Siga-nos

Perfil

Expresso

Internacional

Candidata “antissistema” lidera contagem de votos para a câmara de Roma

  • 333

FILIPPO MONTEFORTE

MoVimento 5 Estrelas será o grande vencedor das eleições municipais de domingo, num duro golpe ao primeiro-ministro do Partido Democrático, Matteo Renzi

O MoVimento 5 Estrelas, que entrou de rompante na política italiana há sete anos como forma de protesto contra o sistema instituído, assumindo-se como um "não-partido", está em rota para ganhar a Câmara de Roma, de acordo com sondagens à boca de urna das eleições municipais que aconteceram este domingo em várias cidades de Itália.

Cerca de 13 milhões de eleitores, o correspondente a um quarto da população adulta italiana, foram chamados a eleger os próximos dirigentes de quase 1348 autarquias e freguesias do país, com as atenções mais focadas nos grandes centros urbanos, sobretudo na capital.

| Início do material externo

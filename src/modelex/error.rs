//! Errors surfaced while loading modes
//!
//! Every problem with a rule table is reported when the mode is compiled. Tokenizing a
//! line never fails: unmatched input is consumed by the fallback policy instead.

use thiserror::Error;

/// A rule table could not be loaded or compiled.
#[derive(Debug, Error)]
pub enum ModeError {
    #[error("state '{state}', rule {index}: invalid pattern `{pattern}`: {source}")]
    InvalidPattern {
        state: String,
        index: usize,
        pattern: String,
        #[source]
        source: regex::Error,
    },

    /// Every rule compiled on its own but the merged alternation for the state did not,
    /// usually because two rules reuse the same named capture group.
    #[error("state '{state}': rules cannot be merged: {source}")]
    MergeFailed {
        state: String,
        #[source]
        source: regex::Error,
    },

    #[error("state '{state}' references unknown state '{target}'")]
    UnknownState { state: String, target: String },

    #[error("mode '{mode}' has no start state '{state}'")]
    MissingStartState { mode: String, state: String },

    #[error("include cycle: {}", .0.join(" -> "))]
    IncludeCycle(Vec<String>),

    #[error("state '{state}', rule {index}: {kinds} token kinds for {groups} capture groups")]
    GroupCountMismatch {
        state: String,
        index: usize,
        kinds: usize,
        groups: usize,
    },

    #[error("keyword '{keyword}' is classified as both '{first}' and '{second}'")]
    AmbiguousKeyword {
        keyword: String,
        first: String,
        second: String,
    },

    #[error("unknown keyword hook '{0}'")]
    UnknownHook(String),

    #[error("unknown keyword classifier '{0}'")]
    UnknownClassifier(String),

    #[error("invalid rule in state '{state}': {reason}")]
    InvalidRule { state: String, reason: String },

    #[error("invalid fold marker `{pattern}`: {source}")]
    InvalidFoldMarker {
        pattern: String,
        #[source]
        source: regex::Error,
    },

    #[error("invalid mode file: {0}")]
    Yaml(#[from] serde_yaml::Error),

    #[error("invalid mode file: {0}")]
    Json(#[from] serde_json::Error),

    #[error(transparent)]
    Io(#[from] std::io::Error),
}

/// A mode registry lookup or registration failed.
#[derive(Debug, Error)]
pub enum RegistryError {
    #[error("mode '{0}' not found")]
    UnknownMode(String),

    #[error("the global mode registry is already initialized")]
    AlreadyInitialized,

    #[error("failed to load mode '{name}': {source}")]
    Load {
        name: String,
        #[source]
        source: ModeError,
    },
}

#[cfg(test)]
mod tests {
    use super::*;

    #[test]
    fn test_include_cycle_display() {
        let err = ModeError::IncludeCycle(vec!["a".into(), "b".into(), "a".into()]);
        assert_eq!(err.to_string(), "include cycle: a -> b -> a");
    }

    #[test]
    fn test_group_count_display() {
        let err = ModeError::GroupCountMismatch {
            state: "start".into(),
            index: 2,
            kinds: 3,
            groups: 2,
        };
        assert_eq!(
            err.to_string(),
            "state 'start', rule 2: 3 token kinds for 2 capture groups"
        );
    }
}
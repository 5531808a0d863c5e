//! Testing utilities for tokenizer output
//!
//! Mode tests should check the whole token stream of a line, not just a count, so this
//! module provides a fluent assertion API over [`LineTokens`]:
//!
//! ```rust-example
//! let out = mode.tokenize_line("[section]", &mode.start_state());
//! assert_tokens(&out)
//!     .covers("[section]")
//!     .count(3)
//!     .token(1, "constant.section.group-title.ini", "section")
//!     .ends_in(&mode, &["start"]);
//! ```
//!
//! For multi-line scenarios, [`render`] produces a stable text form suitable for inline
//! snapshots: one row per line, tokens as `kind:"text"`, followed by the end state path.

use crate::modelex::compiler::CompiledMode;
use crate::modelex::token::LineState;
use crate::modelex::tokenizer::{LineTokenizer, LineTokens};

/// Create an assertion builder for one line's output.
pub fn assert_tokens<'t, 'a>(tokens: &'t LineTokens<'a>) -> TokensAssertion<'t, 'a> {
    TokensAssertion { tokens }
}

/// `(kind, text)` pairs, in order.
pub fn pairs<'a>(tokens: &LineTokens<'a>) -> Vec<(String, &'a str)> {
    tokens
        .tokens
        .iter()
        .map(|t| (t.kind.to_string(), t.text))
        .collect()
}

pub struct TokensAssertion<'t, 'a> {
    tokens: &'t LineTokens<'a>,
}

impl<'t, 'a> TokensAssertion<'t, 'a> {
    /// Assert the tokens cover `line` exactly: contiguous spans, in order, no empty tokens.
    pub fn covers(self, line: &str) -> Self {
        let mut cursor = 0;
        for (i, token) in self.tokens.tokens.iter().enumerate() {
            assert_eq!(
                token.span.start, cursor,
                "token {} starts at {}, expected {}: {}",
                i, token.span.start, cursor,
                summarize(self.tokens)
            );
            assert!(!token.is_empty(), "token {} is empty: {}", i, summarize(self.tokens));
            assert_eq!(&line[token.span.clone()], token.text);
            cursor = token.span.end;
        }
        assert_eq!(cursor, line.len(), "tokens stop at {}: {}", cursor, summarize(self.tokens));
        self
    }

    /// Assert the number of tokens
    pub fn count(self, expected: usize) -> Self {
        let actual = self.tokens.tokens.len();
        assert_eq!(
            actual,
            expected,
            "Expected {} tokens, found {}: {}",
            expected,
            actual,
            summarize(self.tokens)
        );
        self
    }

    /// Assert the kind and text of the token at `index`
    pub fn token(self, index: usize, kind: &str, text: &str) -> Self {
        let token = self.tokens.tokens.get(index).unwrap_or_else(|| {
            panic!(
                "Token index {} out of bounds: {}",
                index,
                summarize(self.tokens)
            )
        });
        assert_eq!(
            (token.kind.as_str(), token.text),
            (kind, text),
            "tokens[{}] mismatch: {}",
            index,
            summarize(self.tokens)
        );
        self
    }

    /// Assert the kinds of all tokens, in order
    pub fn kinds(self, expected: &[&str]) -> Self {
        let actual: Vec<&str> = self.tokens.tokens.iter().map(|t| t.kind.as_str()).collect();
        assert_eq!(actual, expected, "{}", summarize(self.tokens));
        self
    }

    /// Assert every token has `kind`
    pub fn all(self, kind: &str) -> Self {
        for (i, token) in self.tokens.tokens.iter().enumerate() {
            assert_eq!(token.kind, kind, "tokens[{}]: {}", i, summarize(self.tokens));
        }
        self
    }

    /// Assert the end state, as a path of state names (outermost saved state first)
    pub fn ends_in(self, mode: &CompiledMode, path: &[&str]) -> Self {
        assert_eq!(mode.state_path(&self.tokens.end_state), path);
        self
    }
}

fn summarize(tokens: &LineTokens<'_>) -> String {
    let items: Vec<String> = tokens
        .tokens
        .iter()
        .map(|t| format!("{}:{:?}", t.kind, t.text))
        .collect();
    format!("[{}]", items.join(", "))
}

/// Tokenize `lines` in sequence from the start state and render each line's tokens and
/// end state.
pub fn render(mode: &CompiledMode, lines: &[&str]) -> String {
    let tokenizer = LineTokenizer::new(mode);
    let mut state = LineState::default();
    let mut out = String::new();

    for line in lines {
        let result = tokenizer.tokenize(line, &state);
        let items: Vec<String> = result
            .tokens
            .iter()
            .map(|t| format!("{}:{:?}", t.kind, t.text))
            .collect();
        out.push_str(&items.join(" "));
        out.push_str(" -> ");
        out.push_str(&mode.state_path(&result.end_state).join("/"));
        out.push('\n');
        state = result.end_state;
    }
    out
}

#[cfg(test)]
mod tests {
    use super::*;
    use crate::modelex::rules::{ModeDefinition, RuleSpec};

    fn mode() -> CompiledMode {
        ModeDefinition::new("t")
            .state(
                "start",
                vec![
                    RuleSpec::new("word", r"\w+"),
                    RuleSpec::new("string", "\"").push("string"),
                ],
            )
            .state("string", vec![RuleSpec::new("string", "\"").pop()])
            .default_token("string", "string")
            .compile()
            .unwrap()
    }

    #[test]
    fn test_fluent_assertions() {
        let mode = mode();
        let out = mode.tokenize_line("ab \"c", &mode.start_state());
        assert_tokens(&out)
            .covers("ab \"c")
            .count(4)
            .token(0, "word", "ab")
            .kinds(&["word", "text", "string", "string"])
            .ends_in(&mode, &["start", "string"]);
    }

    #[test]
    #[should_panic(expected = "Expected 2 tokens")]
    fn test_count_mismatch_panics() {
        let mode = mode();
        let out = mode.tokenize_line("ab", &mode.start_state());
        assert_tokens(&out).count(2);
    }

    #[test]
    fn test_pairs() {
        let mode = mode();
        let out = mode.tokenize_line("a b", &mode.start_state());
        assert_eq!(
            pairs(&out),
            vec![
                ("word".to_string(), "a"),
                ("text".to_string(), " "),
                ("word".to_string(), "b"),
            ]
        );
    }

    #[test]
    fn test_render() {
        let mode = mode();
        let rendered = render(&mode, &["a \"b", "c\""]);
        assert_eq!(
            rendered,
            "word:\"a\" text:\" \" string:\"\\\"\" string:\"b\" -> start/string\n\
             string:\"c\" string:\"\\\"\" -> start\n"
        );
    }
}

Uma vitória para o M5S, fundado em 2009 pelo comediante Beppe Grillo, será um duro golpe para o atual primeiro-ministro italiano, Matteo Renzi, do Partido Democrático, demonstrando que o movimento antissistema conseguiu capitalizar a revolta social perante uma série de escândalos de corrupção na política italiana e, em particular, na Câmara de Roma, envolvendo partidos da direita à esquerda.

De acordo com uma sondagem da EMG, a candidata do movimento, Virginia Raggi, deverá alcançar entre 33% e 37% dos votos, seguida do candidato apoiado por Renzi, Roberto Giachetti, que segundo o mesmo inquérito deverá angariar entre 22% e 26% dos votos. Uma outra sondagem, do Instituto Piepoli, antecipa entre 34% e 38% dos votos para Raggi contra 20%-24% para Giachetti.

Se, tal como as sondagens preveem, nenhum dos candidatos conseguir ultrapassar a fasquia dos 50%, a autarquia será disputada numa segunda e última volta a 19 de junho. Se Raggi vencer já hoje ou nessa segunda volta, tornar-se-á na primeira mulher a chefiar a capital italiana.

Numa tentativa de reduzir o impacto dos resultados das autárquicas no seu mandato, numa altura em que tem visto a sua popularidade a decrescer, Renzi declarou ao longo da campanha que estas eleições refletem apenas questões locais e que não têm nem terão repercussões na coligação de governo que lidera.

Para desviar as atenções do plebiscito, o primeiro-ministro tem dedicado os seus discursos públicos ao referendo marcado para outubro no qual toda a população será chamada a pronunciar-se sobre alterações à Constituição; se o seu plano de reduzir os poderes do Senado e de "simplificar os procedimentos legislativos" no parlamento for chumbado, Renzi já prometeu demitir-se.

Em Turim, o atual autarca, Piero Fassino, do partido de Renzi, poderá ganhar já à primeira volta, embora esteja também a ser desafiado seriamente pelo candidato do MoVimento 5 Estrelas.

Em Milão, a capital financeira de Itália, a corrida está ainda mais renhida, com a EMG a antever entre 38% e 42% dos votos para o candidato de centro-esquerda, Giuseppe Sala, seguido do rival de centro-direita, Stefano Parisi, com entre 36,5% e 40,5%, e o Piepoli a prever 41%-45% para Sala e 35%-39% para Parisi.

Em Nápoles, Luigi de Magistris, o ex-procurador e esquerdista que, após ter sido eleito em 2011, declarou a cidade uma "zona livre de Renzi" recandidatou-se como independente e deverá ter de disputar uma segunda volta a 19 de junho com o candidato de centro-direita.

Os resultados parciais das eleições de domingo deverão começar a ser anunciados ao início da tarde desta segunda-feira.